Ce dernier sortit de son lit pour accueillir ses invités. Il essaya de distinguer les visages éclairés par la faible lueur des torches.
— J'aurais voulu vous offrir une meilleure hospitalité dans ma modeste cellule, mais je crains de ne pas être équipé pour l'occasion.
— Es-tu le commissaire Sipan ? demanda Welat laconique.
— La bienséance exige de se présenter avant de solliciter l'identité de l'autre partie, es-tu un chien de Zinar ou de Kendal? le Geôlier sortit sa matraque en hurlant.
— Impudent, tu as un Mir en face de toi, respecte-le ! Welat l'arrêta d'un signe de la main.
— Range ton arme. J'avais fait parvenir un messager hier dans la nuit pour le transférer dans la chambre des gardes en attendant mon arrivée ce matin. Pourquoi est-il toujours dans ce trou ?
— J'ai voulu faire confirmer vos ordres par le capitaine Zinar ce mat...

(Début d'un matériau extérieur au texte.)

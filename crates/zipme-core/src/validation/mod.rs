//! Submission validation
//!
//! Runs before any archive is built or storage is touched; the first violation wins.

use validator::ValidateEmail;

use crate::error::AppError;
use crate::models::UploadedFile;

const GIB: u64 = 1024 * 1024 * 1024;
const MIB: u64 = 1024 * 1024;

/// Human-readable size limit, e.g. `5GB` or `500MB`.
pub fn format_size_limit(bytes: u64) -> String {
    if bytes >= GIB && bytes % GIB == 0 {
        format!("{}GB", bytes / GIB)
    } else if bytes >= MIB && bytes % MIB == 0 {
        format!("{}MB", bytes / MIB)
    } else {
        format!("{} bytes", bytes)
    }
}

fn present(value: Option<&str>) -> Option<&str> {
    value.map(str::trim).filter(|v| !v.is_empty())
}

/// Validate a submission.
///
/// Fails with `AppError::Validation` when an email is missing or malformed, when no file
/// was sent, or when a file is larger than `max_file_size_bytes`.
pub fn validate_submission(
    sender_email: Option<&str>,
    recipient_email: Option<&str>,
    files: &[UploadedFile],
    max_file_size_bytes: u64,
) -> Result<(), AppError> {
    let (Some(sender), Some(recipient)) = (present(sender_email), present(recipient_email))
    else {
        return Err(AppError::Validation("All fields are required".to_string()));
    };
    if files.is_empty() {
        return Err(AppError::Validation("All fields are required".to_string()));
    }

    if !sender.validate_email() {
        return Err(AppError::Validation(format!(
            "Invalid sender email address: {}",
            sender
        )));
    }
    if !recipient.validate_email() {
        return Err(AppError::Validation(format!(
            "Invalid recipient email address: {}",
            recipient
        )));
    }

    if let Some(file) = files.iter().find(|f| f.size() > max_file_size_bytes) {
        return Err(AppError::Validation(format!(
            "The file {} exceeds the maximum size of {}",
            file.name,
            format_size_limit(max_file_size_bytes)
        )));
    }

    Ok(())
}

#[cfg(test)]
mod tests {
    use super::*;

    const LIMIT: u64 = 5 * GIB;

    fn report() -> Vec<UploadedFile> {
        vec![UploadedFile::new("report.pdf", vec![0u8; 10])]
    }

    fn message(result: Result<(), AppError>) -> String {
        match result {
            Err(AppError::Validation(msg)) => msg,
            other => panic!("expected validation error, got {:?}", other),
        }
    }

    #[test]
    fn test_valid_submission() {
        assert!(validate_submission(Some("a@x.com"), Some("b@x.com"), &report(), LIMIT).is_ok());
    }

    #[test]
    fn test_missing_fields() {
        assert_eq!(
            message(validate_submission(None, Some("b@x.com"), &report(), LIMIT)),
            "All fields are required"
        );
        assert_eq!(
            message(validate_submission(Some("a@x.com"), Some("   "), &report(), LIMIT)),
            "All fields are required"
        );
        assert_eq!(
            message(validate_submission(Some("a@x.com"), Some("b@x.com"), &[], LIMIT)),
            "All fields are required"
        );
    }

    #[test]
    fn test_malformed_email() {
        let msg = message(validate_submission(
            Some("not-an-email"),
            Some("b@x.com"),
            &report(),
            LIMIT,
        ));
        assert!(msg.contains("sender"));
    }

    #[test]
    fn test_oversized_file_reports_first_offender() {
        let files = vec![
            UploadedFile::new("ok.txt", vec![0u8; 4]),
            UploadedFile::new("big.bin", vec![0u8; 17]),
            UploadedFile::new("bigger.bin", vec![0u8; 32]),
        ];
        let msg = message(validate_submission(
            Some("a@x.com"),
            Some("b@x.com"),
            &files,
            16,
        ));
        assert!(msg.contains("big.bin"));
        assert!(!msg.contains("bigger.bin"));
    }

    #[test]
    fn test_file_at_limit_is_accepted() {
        let files = vec![UploadedFile::new("exact.bin", vec![0u8; 16])];
        assert!(validate_submission(Some("a@x.com"), Some("b@x.com"), &files, 16).is_ok());
    }

    #[test]
    fn test_format_size_limit() {
        assert_eq!(format_size_limit(5 * GIB), "5GB");
        assert_eq!(format_size_limit(500 * MIB), "500MB");
        assert_eq!(format_size_limit(16), "16 bytes");
    }
}
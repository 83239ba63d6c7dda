//! HTTP error response conversion
//!
//! Handlers return `Result<impl IntoResponse, HttpAppError>`; any `AppError` converts with `?`
//! and renders as `{success: false, error, code, recoverable}` with the variant's status code.
//! Non-sensitive errors also attach an `ErrorDetail` extension, which
//! `middleware::error_details` merges into the body outside production.

use axum::{
    extract::multipart::MultipartError,
    http::StatusCode,
    response::{IntoResponse, Response},
    Json,
};
use serde::Serialize;
use utoipa::ToSchema;
use zipme_core::{AppError, ErrorMetadata, LogLevel};

#[derive(Debug, Serialize, ToSchema)]
pub struct ErrorResponse {
    /// Always `false`
    pub success: bool,
    pub error: String,
    #[serde(skip_serializing_if = "Option::is_none")]
    pub details: Option<String>,
    #[serde(skip_serializing_if = "Option::is_none")]
    pub error_type: Option<String>,
    /// Machine-readable error code for programmatic handling
    pub code: String,
    /// Whether repeating the action can succeed
    pub recoverable: bool,
}

impl ErrorResponse {
    pub fn new(error: impl Into<String>, code: impl Into<String>) -> Self {
        Self {
            success: false,
            error: error.into(),
            details: None,
            error_type: None,
            code: code.into(),
            recoverable: false,
        }
    }
}

/// Wrapper type for AppError to implement IntoResponse
/// (orphan rules: both the trait and AppError are foreign to this crate)
#[derive(Debug)]
pub struct HttpAppError(pub AppError);

impl From<AppError> for HttpAppError {
    fn from(err: AppError) -> Self {
        HttpAppError(err)
    }
}

impl From<anyhow::Error> for HttpAppError {
    fn from(err: anyhow::Error) -> Self {
        HttpAppError(AppError::InternalWithSource {
            message: err.to_string(),
            source: err,
        })
    }
}

/// Debug information for a non-sensitive error, carried as a response extension.
#[derive(Debug, Clone)]
pub struct ErrorDetail {
    pub details: String,
    pub error_type: &'static str,
}

/// Oversized multipart bodies are 413, other malformed bodies 400.
impl From<MultipartError> for HttpAppError {
    fn from(err: MultipartError) -> Self {
        HttpAppError(multipart_error(err.status(), &err.body_text()))
    }
}

fn multipart_error(status: StatusCode, body_text: &str) -> AppError {
    if status == StatusCode::PAYLOAD_TOO_LARGE {
        AppError::PayloadTooLarge("The upload exceeds the maximum request size".to_string())
    } else {
        AppError::InvalidInput(format!("Invalid multipart body: {}", body_text))
    }
}

pub(crate) fn log_error(error: &AppError) {
    let error_type = error.error_type();
    match error.log_level() {
        LogLevel::Debug => {
            tracing::debug!(error = %error, error_type = error_type, "Error occurred");
        }
        LogLevel::Warn => {
            tracing::warn!(error = %error, error_type = error_type, "Error occurred");
        }
        LogLevel::Error => {
            tracing::error!(
                error = %error.detailed_message(),
                error_type = error_type,
                "Error occurred"
            );
        }
    }
}

impl IntoResponse for HttpAppError {
    fn into_response(self) -> Response {
        let app_error = &self.0;

        let status = StatusCode::from_u16(app_error.http_status_code())
            .unwrap_or(StatusCode::INTERNAL_SERVER_ERROR);

        log_error(app_error);

        let mut body = ErrorResponse::new(app_error.client_message(), app_error.error_code());
        body.recoverable = app_error.is_recoverable();

        let mut response = (status, Json(body)).into_response();
        if !app_error.is_sensitive() {
            response.extensions_mut().insert(ErrorDetail {
                details: app_error.detailed_message(),
                error_type: app_error.error_type(),
            });
        }
        response
    }
}
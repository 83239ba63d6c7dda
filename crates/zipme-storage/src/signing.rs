//! Signed URLs for backends that have no native presigning.
//!
//! URL format: `{base_url}/{key}?expires={unix_ts}&signature={hex}` where
//! `signature = HMAC-SHA256(secret, "{key}\n{unix_ts}")`.

use hmac::{Hmac, Mac};
use sha2::Sha256;
use std::sync::Arc;
use std::time::{Duration, SystemTime, UNIX_EPOCH};
use thiserror::Error;

type HmacSha256 = Hmac<Sha256>;

#[derive(Debug, Error, PartialEq, Eq)]
pub enum SignatureError {
    #[error("Malformed signature")]
    Malformed,

    #[error("Invalid signature")]
    Invalid,

    #[error("Signed URL has expired")]
    Expired,
}

fn unix_now() -> u64 {
    SystemTime::now()
        .duration_since(UNIX_EPOCH)
        .unwrap_or_default()
        .as_secs()
}

/// HMAC signer shared by `LocalStorage` and the route that serves its files.
#[derive(Clone)]
pub struct UrlSigner {
    secret: Arc<[u8]>,
}

impl std::fmt::Debug for UrlSigner {
    fn fmt(&self, f: &mut std::fmt::Formatter<'_>) -> std::fmt::Result {
        f.debug_struct("UrlSigner").finish_non_exhaustive()
    }
}

impl UrlSigner {
    pub fn new(secret: impl AsRef<[u8]>) -> Self {
        Self {
            secret: Arc::from(secret.as_ref()),
        }
    }

    fn mac(&self, key: &str, expires: u64) -> HmacSha256 {
        let mut mac =
            HmacSha256::new_from_slice(&self.secret).expect("HMAC accepts any key size");
        mac.update(key.as_bytes());
        mac.update(b"\n");
        mac.update(expires.to_string().as_bytes());
        mac
    }

    /// Hex signature for `key` valid until `expires` (unix seconds).
    pub fn signature(&self, key: &str, expires: u64) -> String {
        hex::encode(self.mac(key, expires).finalize().into_bytes())
    }

    /// Build a signed URL for `key` below `base_url`; returns the URL and its expiry.
    pub fn sign_url(&self, base_url: &str, key: &str, expires_in: Duration) -> (String, u64) {
        let expires = unix_now().saturating_add(expires_in.as_secs());
        let encoded_key = key
            .split('/')
            .map(|segment| urlencoding::encode(segment).into_owned())
            .collect::<Vec<_>>()
            .join("/");
        let url = format!(
            "{}/{}?expires={}&signature={}",
            base_url.trim_end_matches('/'),
            encoded_key,
            expires,
            self.signature(key, expires)
        );
        (url, expires)
    }

    /// Verify a signature against the current time.
    pub fn verify(&self, key: &str, expires: u64, signature: &str) -> Result<(), SignatureError> {
        self.verify_at(key, expires, signature, unix_now())
    }

    pub fn verify_at(
        &self,
        key: &str,
        expires: u64,
        signature: &str,
        now: u64,
    ) -> Result<(), SignatureError> {
        let tag = hex::decode(signature).map_err(|_| SignatureError::Malformed)?;
        self.mac(key, expires)
            .verify_slice(&tag)
            .map_err(|_| SignatureError::Invalid)?;
        if now > expires {
            return Err(SignatureError::Expired);
        }
        Ok(())
    }
}

#[cfg(test)]
mod tests {
    use super::*;

    const KEY: &str = "fedcba9876543210fedcba9876543210/files.zip";

    fn signer() -> UrlSigner {
        UrlSigner::new("0123456789abcdef0123456789abcdef")
    }

    #[test]
    fn test_sign_url_shape_and_expiry() {
        let before = unix_now();
        let (url, expires) =
            signer().sign_url("http://localhost:3000/storage/", KEY, Duration::from_secs(86_400));

        assert!(expires >= before + 86_400 && expires <= unix_now() + 86_400);
        assert!(url.starts_with(&format!("http://localhost:3000/storage/{}?expires=", KEY)));
        let signature = url.rsplit("signature=").next().unwrap();
        assert!(signer().verify(KEY, expires, signature).is_ok());
    }

    #[test]
    fn test_tampered_inputs_are_rejected() {
        let expires = unix_now() + 60;
        let signature = signer().signature(KEY, expires);

        assert_eq!(
            signer().verify("0123456789abcdef0123456789abcdef/files.zip", expires, &signature),
            Err(SignatureError::Invalid)
        );
        assert_eq!(
            signer().verify(KEY, expires + 3600, &signature),
            Err(SignatureError::Invalid)
        );
        assert_eq!(
            UrlSigner::new("another-secret-another-secret-xx").verify(KEY, expires, &signature),
            Err(SignatureError::Invalid)
        );
        assert_eq!(
            signer().verify(KEY, expires, "not-hex"),
            Err(SignatureError::Malformed)
        );
    }

    #[test]
    fn test_expired_signature() {
        let signature = signer().signature(KEY, 1_000);
        assert!(signer().verify_at(KEY, 1_000, &signature, 1_000).is_ok());
        assert_eq!(
            signer().verify_at(KEY, 1_000, &signature, 1_001),
            Err(SignatureError::Expired)
        );
    }
}
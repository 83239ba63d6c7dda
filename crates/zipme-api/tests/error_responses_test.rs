//! Error body shape and status codes over HTTP.

mod helpers;

use axum::http::StatusCode;
use helpers::{
    setup_test_app, setup_test_app_with_env, transfer_form, FRONTEND_URL, RECIPIENT, SENDER,
};
use zipme_services::test_helpers::RecordingNotifier;

const UNKNOWN_FILE: &str = "/api/transfers/fedcba9876543210fedcba9876543210/download-url";

#[tokio::test]
async fn test_details_exposed_outside_production() {
    let app = setup_test_app().await;

    let response = app.client().get(UNKNOWN_FILE).await;
    assert_eq!(response.status_code(), StatusCode::NOT_FOUND);
    let body: serde_json::Value = response.json();
    assert_eq!(body["error_type"], "NotFound");
    assert!(body["details"]
        .as_str()
        .unwrap()
        .contains("File not found or expired"));
}

#[tokio::test]
async fn test_details_hidden_in_production() {
    let app = setup_test_app_with_env(
        RecordingNotifier::new(),
        &[("ENVIRONMENT", "production"), ("CORS_ORIGINS", FRONTEND_URL)],
    )
    .await;
    assert!(app.config.is_production());

    let response = app.client().get(UNKNOWN_FILE).await;
    assert_eq!(response.status_code(), StatusCode::NOT_FOUND);
    let body: serde_json::Value = response.json();
    assert_eq!(body["success"], false);
    assert_eq!(body["code"], "NOT_FOUND");
    assert!(body.get("details").is_none());
    assert!(body.get("error_type").is_none());
}

#[tokio::test]
async fn test_body_over_request_limit_is_413() {
    let app = setup_test_app().await;
    let big = vec![0u8; 5 * 1024 * 1024];

    let response = app
        .client()
        .post("/api/transfers")
        .multipart(transfer_form(SENDER, RECIPIENT, &[("big.bin", big.as_slice())]))
        .await;
    assert_eq!(response.status_code(), StatusCode::PAYLOAD_TOO_LARGE);
    assert!(app.storage.list("").await.unwrap().is_empty());
    assert!(app.notifier.sent().is_empty());
}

— C'est moi qui suis le supérieur de Zinar, s'énerva Welat, et pas l'inverse, il n'a pas à confirmer mes ordres. Va t'en maintenant, laisse nous seuls.
— Un Mir ? Marmonna Sipan, j'avais bien entendu alors. Êtes-vous un Mir de la dynastie ? Non, que ferait un Mir de la dynastie ici, vous devez être un sang bleu.
— Non, je ne suis pas de l'ancienne noblesse.
— Père Erdelan nous a dit que vous étiez en cachot depuis une semaine, intervient Heval, à votre emmurement la nouvelle de l'investiture de Mir Welat devait pourtant déjà être parvenue à Avashine.
— Vous êtes vraiment un Mir de la dynastie alors... mais je n'étais au courant de rien, faut croire que le conseil communal n'a sûrement pas voulu propager l'information.
VOUS LISEZ
Call of the throne
FantasíaC'est l'histoire d'une dynastie au bord de l'effondrement, celle des membres de la famille royale qui s'entredévorent pour les miettes de pouvoir. C'est l'histoire de Welat, un bâtard royal qui, au milieu du chaos essaye de se faire une place et de...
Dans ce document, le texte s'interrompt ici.